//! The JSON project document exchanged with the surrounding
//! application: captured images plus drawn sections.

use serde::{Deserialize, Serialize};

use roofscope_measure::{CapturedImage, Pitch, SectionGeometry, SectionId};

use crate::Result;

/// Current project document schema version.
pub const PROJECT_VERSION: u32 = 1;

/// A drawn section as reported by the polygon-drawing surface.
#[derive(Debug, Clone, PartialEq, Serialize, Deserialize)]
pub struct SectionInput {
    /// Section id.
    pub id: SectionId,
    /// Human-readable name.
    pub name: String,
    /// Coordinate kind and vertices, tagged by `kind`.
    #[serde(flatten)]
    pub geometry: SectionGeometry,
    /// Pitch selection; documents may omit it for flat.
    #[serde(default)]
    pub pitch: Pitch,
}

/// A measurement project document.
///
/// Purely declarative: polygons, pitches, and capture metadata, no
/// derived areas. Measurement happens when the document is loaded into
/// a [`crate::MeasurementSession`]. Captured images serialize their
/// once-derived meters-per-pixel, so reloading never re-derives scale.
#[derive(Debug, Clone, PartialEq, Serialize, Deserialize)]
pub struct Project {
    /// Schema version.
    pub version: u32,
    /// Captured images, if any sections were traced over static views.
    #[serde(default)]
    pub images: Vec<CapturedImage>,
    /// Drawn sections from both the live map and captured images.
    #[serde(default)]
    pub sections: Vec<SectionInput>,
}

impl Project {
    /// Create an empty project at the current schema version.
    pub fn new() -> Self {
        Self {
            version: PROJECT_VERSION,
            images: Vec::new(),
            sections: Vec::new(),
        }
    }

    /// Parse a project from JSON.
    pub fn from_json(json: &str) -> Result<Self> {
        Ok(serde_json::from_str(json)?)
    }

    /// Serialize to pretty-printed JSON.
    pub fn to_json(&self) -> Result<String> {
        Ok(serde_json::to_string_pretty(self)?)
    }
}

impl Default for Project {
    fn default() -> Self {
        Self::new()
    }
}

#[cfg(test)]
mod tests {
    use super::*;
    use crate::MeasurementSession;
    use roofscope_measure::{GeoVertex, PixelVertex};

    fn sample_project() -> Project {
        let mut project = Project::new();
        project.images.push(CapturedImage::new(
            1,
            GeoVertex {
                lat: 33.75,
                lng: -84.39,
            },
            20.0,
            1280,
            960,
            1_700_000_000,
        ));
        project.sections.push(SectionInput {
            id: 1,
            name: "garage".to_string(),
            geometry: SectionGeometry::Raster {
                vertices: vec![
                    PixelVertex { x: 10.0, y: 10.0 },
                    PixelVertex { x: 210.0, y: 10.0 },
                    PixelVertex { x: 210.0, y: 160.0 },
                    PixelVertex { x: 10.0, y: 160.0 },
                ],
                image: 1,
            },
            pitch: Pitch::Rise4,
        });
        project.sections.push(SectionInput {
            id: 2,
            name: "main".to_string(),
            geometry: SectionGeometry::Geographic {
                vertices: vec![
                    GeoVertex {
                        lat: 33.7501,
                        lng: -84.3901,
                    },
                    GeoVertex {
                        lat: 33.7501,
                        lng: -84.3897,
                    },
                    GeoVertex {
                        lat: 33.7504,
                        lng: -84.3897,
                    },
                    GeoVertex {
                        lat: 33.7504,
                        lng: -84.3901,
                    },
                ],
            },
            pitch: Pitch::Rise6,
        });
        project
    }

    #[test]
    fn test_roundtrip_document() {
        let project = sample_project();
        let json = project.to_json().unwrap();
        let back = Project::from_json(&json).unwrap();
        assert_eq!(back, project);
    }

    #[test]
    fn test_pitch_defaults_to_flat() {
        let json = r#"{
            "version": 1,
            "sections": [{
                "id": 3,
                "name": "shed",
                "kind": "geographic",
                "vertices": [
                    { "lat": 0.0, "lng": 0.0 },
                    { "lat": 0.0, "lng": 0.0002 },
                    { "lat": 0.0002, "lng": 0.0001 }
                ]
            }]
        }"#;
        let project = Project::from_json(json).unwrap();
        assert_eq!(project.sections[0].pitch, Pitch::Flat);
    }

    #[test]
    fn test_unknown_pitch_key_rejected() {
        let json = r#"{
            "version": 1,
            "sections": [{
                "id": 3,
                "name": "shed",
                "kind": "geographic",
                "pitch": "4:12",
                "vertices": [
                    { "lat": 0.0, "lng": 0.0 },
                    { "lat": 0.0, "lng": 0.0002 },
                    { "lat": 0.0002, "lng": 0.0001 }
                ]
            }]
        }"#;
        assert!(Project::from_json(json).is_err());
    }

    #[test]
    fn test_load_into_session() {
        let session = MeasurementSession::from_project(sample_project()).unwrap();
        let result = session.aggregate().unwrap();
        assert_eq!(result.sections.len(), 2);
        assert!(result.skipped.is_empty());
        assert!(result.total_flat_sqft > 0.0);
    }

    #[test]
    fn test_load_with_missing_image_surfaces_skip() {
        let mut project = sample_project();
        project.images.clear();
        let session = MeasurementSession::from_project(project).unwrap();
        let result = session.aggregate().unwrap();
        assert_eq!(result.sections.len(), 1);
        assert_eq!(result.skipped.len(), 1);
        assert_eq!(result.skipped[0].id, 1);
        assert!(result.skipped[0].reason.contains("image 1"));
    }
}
-- -- --
Work instruction: Your answer must be one number: the count of lines in the entries that contain the string "derived".

Task solution: 2